**TASK PROMPT**
Copy each line from the records below in which the word "layer" is found.

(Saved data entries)
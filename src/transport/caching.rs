//! Response-caching transport layer.

use std::sync::Arc;
use std::sync::atomic::{AtomicU64, Ordering};

use tracing::{debug, info, warn};

use super::{BoxFuture, HttpTransport, Transport};
use crate::Result;
use crate::cache::{CacheKey, CacheStore, KeyPolicy, Snapshot};
use crate::http::{Request, Response};

/// Hit and miss counters of a [`CachingTransport`].
#[derive(Debug, Clone, Copy, Default, PartialEq, Eq)]
pub struct CacheStats {
    pub hits: u64,
    pub misses: u64,
}

/// A [`Transport`] that answers repeated requests from a [`CacheStore`].
///
/// On a hit the stored snapshot is replayed and the delegate is not
/// contacted. On a miss the delegate's response is captured in full, stored,
/// and handed back with an in-memory body carrying the same bytes.
///
/// Two concurrent misses for one key both reach the delegate; whichever
/// stores last wins. Delegate errors are returned as-is and never cached.
///
/// # Examples
///
/// ```rust,no_run
/// use rtcache::http::Request;
/// use rtcache::transport::{CachingTransport, Transport, TransportError};
///
/// # async fn demo() -> rtcache::Result<()> {
/// let transport = CachingTransport::http();
/// let request = Request::get("http://localhost:8000/").expect("valid url");
///
/// let first = transport.round_trip(&request).await?;  // fetched from source
/// let second = transport.round_trip(&request).await?; // served from cache
/// assert_eq!(
///     first.bytes().await.map_err(TransportError::Io)?,
///     second.bytes().await.map_err(TransportError::Io)?,
/// );
/// assert_eq!(transport.stats().hits, 1);
/// # Ok(())
/// # }
/// ```
pub struct CachingTransport {
    store: CacheStore,
    delegate: Arc<dyn Transport>,
    policy: KeyPolicy,
    hits: AtomicU64,
    misses: AtomicU64,
}

impl CachingTransport {
    /// Wraps `delegate` with an empty cache keyed by URL.
    pub fn new(delegate: Arc<dyn Transport>) -> Self {
        Self {
            store: CacheStore::new(),
            delegate,
            policy: KeyPolicy::default(),
            hits: AtomicU64::new(0),
            misses: AtomicU64::new(0),
        }
    }

    /// A caching layer over a default [`HttpTransport`].
    pub fn http() -> Self {
        Self::new(Arc::new(HttpTransport::new()))
    }

    #[must_use]
    pub fn with_key_policy(mut self, policy: KeyPolicy) -> Self {
        self.policy = policy;
        self
    }

    pub fn key_policy(&self) -> KeyPolicy {
        self.policy
    }

    pub fn store(&self) -> &CacheStore {
        &self.store
    }

    /// Drops every cached response.
    pub fn clear(&self) {
        self.store.clear();
        debug!("response cache cleared");
    }

    pub fn stats(&self) -> CacheStats {
        CacheStats {
            hits: self.hits.load(Ordering::Relaxed),
            misses: self.misses.load(Ordering::Relaxed),
        }
    }

    async fn cached_round_trip(&self, request: &Request) -> Result<Response> {
        let key = CacheKey::for_request(request, self.policy);

        if let Some(snapshot) = self.store.get(&key) {
            match snapshot.replay(request.url()) {
                Ok(response) => {
                    self.hits.fetch_add(1, Ordering::Relaxed);
                    info!(%key, status = response.status().as_u16(), "served from cache");
                    return Ok(response);
                }
                // Refetching overwrites the unreadable entry.
                Err(e) => warn!(%key, error = %e, "unreadable cache entry, refetching"),
            }
        }

        self.misses.fetch_add(1, Ordering::Relaxed);
        let response = self.delegate.round_trip(request).await?;
        let (snapshot, response) = Snapshot::capture(response, request.method()).await?;
        self.store.set(key.clone(), snapshot);

        info!(%key, status = response.status().as_u16(), "fetched from source");
        Ok(response)
    }
}

impl Transport for CachingTransport {
    fn round_trip<'a>(&'a self, request: &'a Request) -> BoxFuture<'a, Result<Response>> {
        Box::pin(self.cached_round_trip(request))
    }
}

#[cfg(test)]
mod tests {
    use std::sync::atomic::AtomicUsize;

    use super::*;
    use crate::Error;
    use crate::cache::SnapshotError;
    use crate::http::{Body, Method, StatusCode};
    use crate::transport::TransportError;

    /// Counts calls and answers `200 ok` with a streamed body, or fails.
    #[derive(Default)]
    struct Origin {
        calls: AtomicUsize,
        fail: bool,
    }

    impl Origin {
        fn calls(&self) -> usize {
            self.calls.load(Ordering::SeqCst)
        }
    }

    impl Transport for Origin {
        fn round_trip<'a>(&'a self, request: &'a Request) -> BoxFuture<'a, Result<Response>> {
            Box::pin(async move {
                let n = self.calls.fetch_add(1, Ordering::SeqCst) + 1;
                if self.fail {
                    return Err(TransportError::IncompleteResponse.into());
                }
                let body = format!("ok {} {}", request.method(), n);
                Ok(Response::new(StatusCode::OK)
                    .header("Content-Length", body.len().to_string())
                    .header("X-Dup", "1")
                    .header("X-Dup", "2")
                    .body(Body::from_reader(std::io::Cursor::new(body.into_bytes()))))
            })
        }
    }

    fn caching(origin: &Arc<Origin>) -> CachingTransport {
        CachingTransport::new(Arc::clone(origin) as Arc<dyn Transport>)
    }

    fn get(url: &str) -> Request {
        Request::get(url).unwrap()
    }

    #[tokio::test]
    async fn miss_then_hit_skips_delegate() {
        let origin = Arc::new(Origin::default());
        let transport = caching(&origin);
        let request = get("http://localhost:8000/x");

        let first = transport.round_trip(&request).await.unwrap();
        assert_eq!(first.status(), StatusCode::OK);
        assert_eq!(first.bytes().await.unwrap(), "ok GET 1");
        assert_eq!(origin.calls(), 1);
        assert_eq!(transport.store().len(), 1);

        let second = transport.round_trip(&request).await.unwrap();
        assert_eq!(second.status(), StatusCode::OK);
        assert_eq!(second.url(), Some(request.url()));
        let dups: Vec<_> = second.headers().get_all("x-dup").collect();
        assert_eq!(dups, vec!["1", "2"]);
        assert_eq!(second.bytes().await.unwrap(), "ok GET 1");

        assert_eq!(origin.calls(), 1);
        assert_eq!(transport.store().len(), 1);
        assert_eq!(transport.stats(), CacheStats { hits: 1, misses: 1 });
    }

    #[tokio::test]
    async fn clear_forces_refetch() {
        let origin = Arc::new(Origin::default());
        let transport = caching(&origin);
        let request = get("http://localhost:8000/x");

        transport.round_trip(&request).await.unwrap();
        transport.round_trip(&request).await.unwrap();
        assert_eq!(origin.calls(), 1);

        transport.clear();
        let third = transport.round_trip(&request).await.unwrap();
        assert_eq!(origin.calls(), 2);
        assert_eq!(third.bytes().await.unwrap(), "ok GET 2");
    }

    #[tokio::test]
    async fn delegate_errors_are_not_cached() {
        let origin = Arc::new(Origin {
            fail: true,
            ..Origin::default()
        });
        let transport = caching(&origin);
        let request = get("http://localhost:8000/down");

        let err = transport.round_trip(&request).await.unwrap_err();
        assert!(matches!(
            err,
            Error::Transport(TransportError::IncompleteResponse)
        ));
        assert!(transport.store().is_empty());

        transport.round_trip(&request).await.unwrap_err();
        assert_eq!(origin.calls(), 2);
    }

    #[tokio::test]
    async fn unreadable_entry_is_a_miss() {
        let origin = Arc::new(Origin::default());
        let transport = caching(&origin);
        let request = get("http://localhost:8000/x");
        let key = CacheKey::for_request(&request, KeyPolicy::Url);
        transport
            .store()
            .set(key.clone(), Snapshot::from_wire("garbage"));

        let response = transport.round_trip(&request).await.unwrap();
        assert_eq!(response.bytes().await.unwrap(), "ok GET 1");
        assert_eq!(origin.calls(), 1);
        assert!(transport.store().get(&key).unwrap().decode().is_ok());
    }

    #[tokio::test]
    async fn capture_failure_is_reported_and_not_stored() {
        struct Lying;
        impl Transport for Lying {
            fn round_trip<'a>(&'a self, _: &'a Request) -> BoxFuture<'a, Result<Response>> {
                Box::pin(async {
                    Ok(Response::new(StatusCode::OK)
                        .header("Content-Length", "10")
                        .body("abc"))
                })
            }
        }

        let transport = CachingTransport::new(Arc::new(Lying));
        let err = transport
            .round_trip(&get("http://localhost/lie"))
            .await
            .unwrap_err();
        assert!(matches!(
            err,
            Error::Snapshot(SnapshotError::LengthMismatch { .. })
        ));
        assert!(transport.store().is_empty());
    }

    /// Advertises a seven byte body but sends none.
    struct EmptyBody;

    impl Transport for EmptyBody {
        fn round_trip<'a>(&'a self, _: &'a Request) -> BoxFuture<'a, Result<Response>> {
            Box::pin(async { Ok(Response::new(StatusCode::OK).header("Content-Length", "7")) })
        }
    }

    #[tokio::test]
    async fn empty_body_is_cached_only_for_head() {
        let transport = CachingTransport::new(Arc::new(EmptyBody))
            .with_key_policy(KeyPolicy::MethodAndUrl);
        let url = "http://localhost/size";

        let err = transport.round_trip(&get(url)).await.unwrap_err();
        assert!(matches!(
            err,
            Error::Snapshot(SnapshotError::LengthMismatch {
                declared: 7,
                actual: 0
            })
        ));
        assert!(transport.store().is_empty());

        let head = Request::new(Method::Head, url).unwrap();
        transport.round_trip(&head).await.unwrap();
        let replayed = transport.round_trip(&head).await.unwrap();
        assert_eq!(replayed.headers().content_length(), Some(7));
        assert!(replayed.bytes().await.unwrap().is_empty());
        assert_eq!(transport.stats(), CacheStats { hits: 1, misses: 2 });
    }

    #[tokio::test]
    async fn url_policy_shares_entry_across_methods() {
        let origin = Arc::new(Origin::default());
        let transport = caching(&origin);
        let url = "http://localhost:8000/x";

        transport.round_trip(&get(url)).await.unwrap();
        let post = Request::new(Method::Post, url).unwrap().body("payload");
        let response = transport.round_trip(&post).await.unwrap();

        assert_eq!(origin.calls(), 1);
        assert_eq!(response.bytes().await.unwrap(), "ok GET 1");
    }

    #[tokio::test]
    async fn method_policy_separates_entries() {
        let origin = Arc::new(Origin::default());
        let transport = caching(&origin).with_key_policy(KeyPolicy::MethodAndUrl);
        let url = "http://localhost:8000/x";

        transport.round_trip(&get(url)).await.unwrap();
        let post = Request::new(Method::Post, url).unwrap();
        let response = transport.round_trip(&post).await.unwrap();

        assert_eq!(origin.calls(), 2);
        assert_eq!(response.bytes().await.unwrap(), "ok POST 2");
        assert_eq!(transport.store().len(), 2);
    }

    #[tokio::test(flavor = "multi_thread", worker_threads = 4)]
    async fn concurrent_callers_with_interleaved_clears() {
        let origin = Arc::new(Origin::default());
        let transport = Arc::new(caching(&origin));

        let tasks: Vec<_> = (0..32)
            .map(|i| {
                let transport = Arc::clone(&transport);
                tokio::spawn(async move {
                    let request = get(&format!("http://localhost:8000/{}", i % 4));
                    if i % 8 == 0 {
                        transport.clear();
                    }
                    let response = transport.round_trip(&request).await.unwrap();
                    assert_eq!(response.status(), StatusCode::OK);
                    assert!(response.bytes().await.unwrap().starts_with(b"ok GET "));
                })
            })
            .collect();

        for task in tasks {
            task.await.unwrap();
        }

        let stats = transport.stats();
        assert_eq!(stats.hits + stats.misses, 32);
        assert_eq!(stats.misses as usize, origin.calls());
        assert!(transport.store().len() <= 4);
    }
}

**EXPECTED OUTPUT**
//! Response-caching transport layer.
    /// A caching layer over a default [`HttpTransport`].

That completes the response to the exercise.